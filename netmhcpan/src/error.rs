use std::path::PathBuf;

use crate::jobs::JobState;

/// Convenience alias used across the crate.
pub type Result<T> = std::result::Result<T, Error>;

/// Errors surfaced to callers of the prediction and job APIs.
///
/// Each variant maps to a stable error-kind tag (see [`Error::kind`]) so the
/// MCP layer and the CLI can report failures uniformly.
#[derive(Debug, thiserror::Error)]
pub enum Error {
    /// The request was rejected before any job record was created.
    #[error("validation failed: {0}")]
    Validation(String),

    /// No job with the given identifier exists in the store.
    #[error("no such job: {0}")]
    NotFound(String),

    /// The result was requested before the job reached `completed`.
    #[error("job {job_id} is {state}; result not available yet")]
    NotReady {
        /// Identifier of the queried job.
        job_id: String,
        /// State the job was observed in.
        state: JobState,
    },

    /// The job finished without a usable result.
    #[error("job {job_id} finished {state}: {message}")]
    JobFailed {
        /// Identifier of the queried job.
        job_id: String,
        /// Terminal state the job ended in (`failed` or `cancelled`).
        state: JobState,
        /// Short failure reason; the job log holds the full detail.
        message: String,
    },

    /// The predictor exited with a nonzero status during a foreground run.
    #[error("netMHCpan exited with status {exit_code}: {stderr}")]
    Tool {
        /// Exit code reported by the predictor.
        exit_code: i32,
        /// Captured stderr, trimmed for display.
        stderr: String,
    },

    /// A job-store operation failed.
    #[error(transparent)]
    Store(#[from] StoreError),

    /// The runner could not produce an outcome (launch, timeout, cancel).
    #[error(transparent)]
    Run(#[from] RunError),

    /// Filesystem access outside the job store failed.
    #[error(transparent)]
    Io(#[from] std::io::Error),

    /// Serializing or deserializing a result payload failed.
    #[error(transparent)]
    Json(#[from] serde_json::Error),
}

impl Error {
    /// Stable machine-readable tag for this error.
    #[must_use]
    pub fn kind(&self) -> &'static str {
        match self {
            Error::Validation(_) => "validation",
            Error::NotFound(_) => "not_found",
            Error::NotReady { .. } => "not_ready",
            Error::JobFailed { .. } => "job_failed",
            Error::Tool { .. } => "process",
            Error::Store(_) => "store",
            Error::Run(RunError::Launch { .. }) => "launch",
            Error::Run(RunError::Timeout { .. }) => "timeout",
            Error::Run(RunError::Cancelled) => "cancelled",
            Error::Io(_) => "io",
            Error::Json(_) => "serialization",
        }
    }
}

/// Failures of a single external-binary invocation.
///
/// A nonzero exit is NOT an error here; the runner reports it as a normal
/// outcome and callers decide what a nonzero status means.
#[derive(Debug, thiserror::Error)]
pub enum RunError {
    /// The binary could not be located or spawned.
    #[error("failed to launch {program}: {source}")]
    Launch {
        /// Program path that was attempted.
        program: String,
        /// Underlying spawn error.
        #[source]
        source: std::io::Error,
    },

    /// The child exceeded the configured wall-clock budget and was killed.
    #[error("timed out after {timeout_secs}s")]
    Timeout {
        /// Budget that was exceeded, in seconds.
        timeout_secs: u64,
    },

    /// The caller cancelled the run; the child was killed.
    #[error("run cancelled")]
    Cancelled,
}

/// Failures local to the filesystem job store.
#[derive(Debug, thiserror::Error)]
pub enum StoreError {
    /// The identifier is not present in the store's index.
    #[error("no such job: {0}")]
    UnknownJob(String),

    /// A state change would leave a terminal state or skip a stage.
    #[error("job {job_id}: illegal transition {from} -> {to}")]
    IllegalTransition {
        /// Job the update targeted.
        job_id: String,
        /// State currently recorded.
        from: JobState,
        /// State the update requested.
        to: JobState,
    },

    /// A timestamp that is set at most once would be overwritten.
    #[error("job {job_id}: {field} already set")]
    TimestampRewrite {
        /// Job the update targeted.
        job_id: String,
        /// Name of the offending timestamp field.
        field: &'static str,
    },

    /// Reading or writing a job artifact failed.
    #[error("job store io at {}: {source}", path.display())]
    Io {
        /// Artifact path involved.
        path: PathBuf,
        /// Underlying filesystem error.
        #[source]
        source: std::io::Error,
    },

    /// A manifest on disk could not be decoded.
    #[error("corrupt manifest at {}: {source}", path.display())]
    CorruptManifest {
        /// Manifest path involved.
        path: PathBuf,
        /// Underlying decode error.
        #[source]
        source: serde_json::Error,
    },
}
/// Request parameters for the `predict_protein_epitopes` tool.
#[derive(Debug, serde::Deserialize, JsonSchema)]
pub struct PredictProteinRequest {
    /// Path to the FASTA file.
    #[schemars(description = "Path to FASTA file with protein sequence(s)")]
    pub input_file: String,
    /// Comma-separated peptide lengths to scan.
    #[schemars(description = "Comma-separated lengths to scan, e.g. \"8,9,10\" (defaults to the configured lengths)")]
    #[serde(default)]
    pub peptide_lengths: Option<String>,
    /// HLA allele to score against.
    #[schemars(description = "HLA allele, e.g. HLA-A02:01 (defaults to the configured allele)")]
    #[serde(default)]
    pub allele: Option<String>,
    /// Sort the report by descending prediction score.
    #[schemars(description = "Sort results by binding affinity")]
    #[serde(default)]
    pub sort_output: bool,
    /// Optional %Rank display cutoff.
    #[schemars(description = "Optional rank threshold for filtering")]
    #[serde(default)]
    pub rank_threshold: Option<f64>,
    /// Optional path for the raw report.
    #[schemars(description = "Optional path to save the raw predictor output")]
    #[serde(default)]
    pub output_file: Option<String>,
}

/// Request parameters for the `predict_binding_affinity` tool.
#[derive(Debug, serde::Deserialize, JsonSchema)]
pub struct PredictAffinityRequest {
    /// Path to the peptide-list file.
    #[schemars(description = "Path to file with peptides, one per line")]
    pub input_file: String,
    /// Alleles to score in one run.
    #[schemars(description = "HLA alleles to score against (defaults to the configured allele)")]
    #[serde(default)]
    pub alleles: Vec<String>,
    /// Score selection: "EL", "BA", or "both".
    #[schemars(description = "Prediction type: \"EL\" (elution), \"BA\" (binding), or \"both\"")]
    #[serde(default)]
    pub prediction_mode: Option<String>,
    /// Optional %Rank display cutoff.
    #[schemars(description = "Optional rank threshold for filtering")]
    #[serde(default)]
    pub rank_threshold: Option<f64>,
    /// Optional path for the raw report.
    #[schemars(description = "Optional path to save the raw predictor output")]
    #[serde(default)]
    pub output_file: Option<String>,
}

/// Request parameters for the `predict_custom_mhc_binding` tool.
#[derive(Debug, serde::Deserialize, JsonSchema)]
pub struct PredictCustomMhcRequest {
    /// Path to the peptide-list file.
    #[schemars(description = "Path to file with peptides, one per line")]
    pub input_file: String,
    /// Path to the FASTA file with the MHC molecule sequence.
    #[schemars(description = "Path to FASTA file with the MHC sequence")]
    pub mhc_sequence_file: String,
    /// Identifier for the molecule in the report (default: `CUSTOM_MHC`).
    #[schemars(description = "Identifier for the custom MHC")]
    #[serde(default = "default_mhc_name")]
    pub mhc_name: String,
    /// Optional %Rank display cutoff.
    #[schemars(description = "Optional rank threshold for filtering")]
    #[serde(default)]
    pub rank_threshold: Option<f64>,
    /// Optional path for the raw report.
    #[schemars(description = "Optional path to save the raw predictor output")]
    #[serde(default)]
    pub output_file: Option<String>,
}

fn default_mhc_name() -> String {
    "CUSTOM_MHC".to_owned()
}

/// Request parameters for the `export_predictions` tool.
#[derive(Debug, serde::Deserialize, JsonSchema)]
pub struct ExportPredictionsRequest {
    /// Path to the peptide-list file.
    #[schemars(description = "Path to file with peptides, one per line")]
    pub input_file: String,
    /// Alleles to compare.
    #[schemars(description = "HLA alleles to compare, e.g. [\"HLA-A02:01\", \"HLA-B07:02\"]")]
    pub alleles: Vec<String>,
    /// Optional %Rank display cutoff.
    #[schemars(description = "Optional rank threshold for filtering")]
    #[serde(default)]
    pub rank_threshold: Option<f64>,
    /// Optional path for the text summary.
    #[schemars(description = "Optional path for the text summary (auto-generated if not provided)")]
    #[serde(default)]
    pub output_file: Option<String>,
    /// Optional path for the tab-delimited table.
    #[schemars(description = "Optional path for the tab-delimited table (auto-generated if not provided)")]
    #[serde(default)]
    pub excel_file: Option<String>,
}

/// Request parameters for the `submit_batch_protein_analysis` tool.
#[derive(Debug, serde::Deserialize, JsonSchema)]
pub struct BatchProteinRequest {
    /// FASTA files to analyze in one job.
    #[schemars(description = "List of FASTA file paths to analyze")]
    pub input_files: Vec<String>,
    /// Comma-separated peptide lengths to scan.
    #[schemars(description = "Comma-separated peptide lengths, e.g. \"8,9,10\" (defaults to the configured lengths)")]
    #[serde(default)]
    pub peptide_lengths: Option<String>,
    /// HLA allele for all predictions.
    #[schemars(description = "HLA allele for all predictions (defaults to the configured allele)")]
    #[serde(default)]
    pub allele: Option<String>,
    /// Optional name for tracking.
    #[schemars(description = "Optional name for tracking")]
    #[serde(default)]
    pub job_name: Option<String>,
}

* Exercise brief
Would you please copy each line of the listing that contains the word "static"?

* Written response
    pub fn kind(&self) -> &'static str {
        field: &'static str,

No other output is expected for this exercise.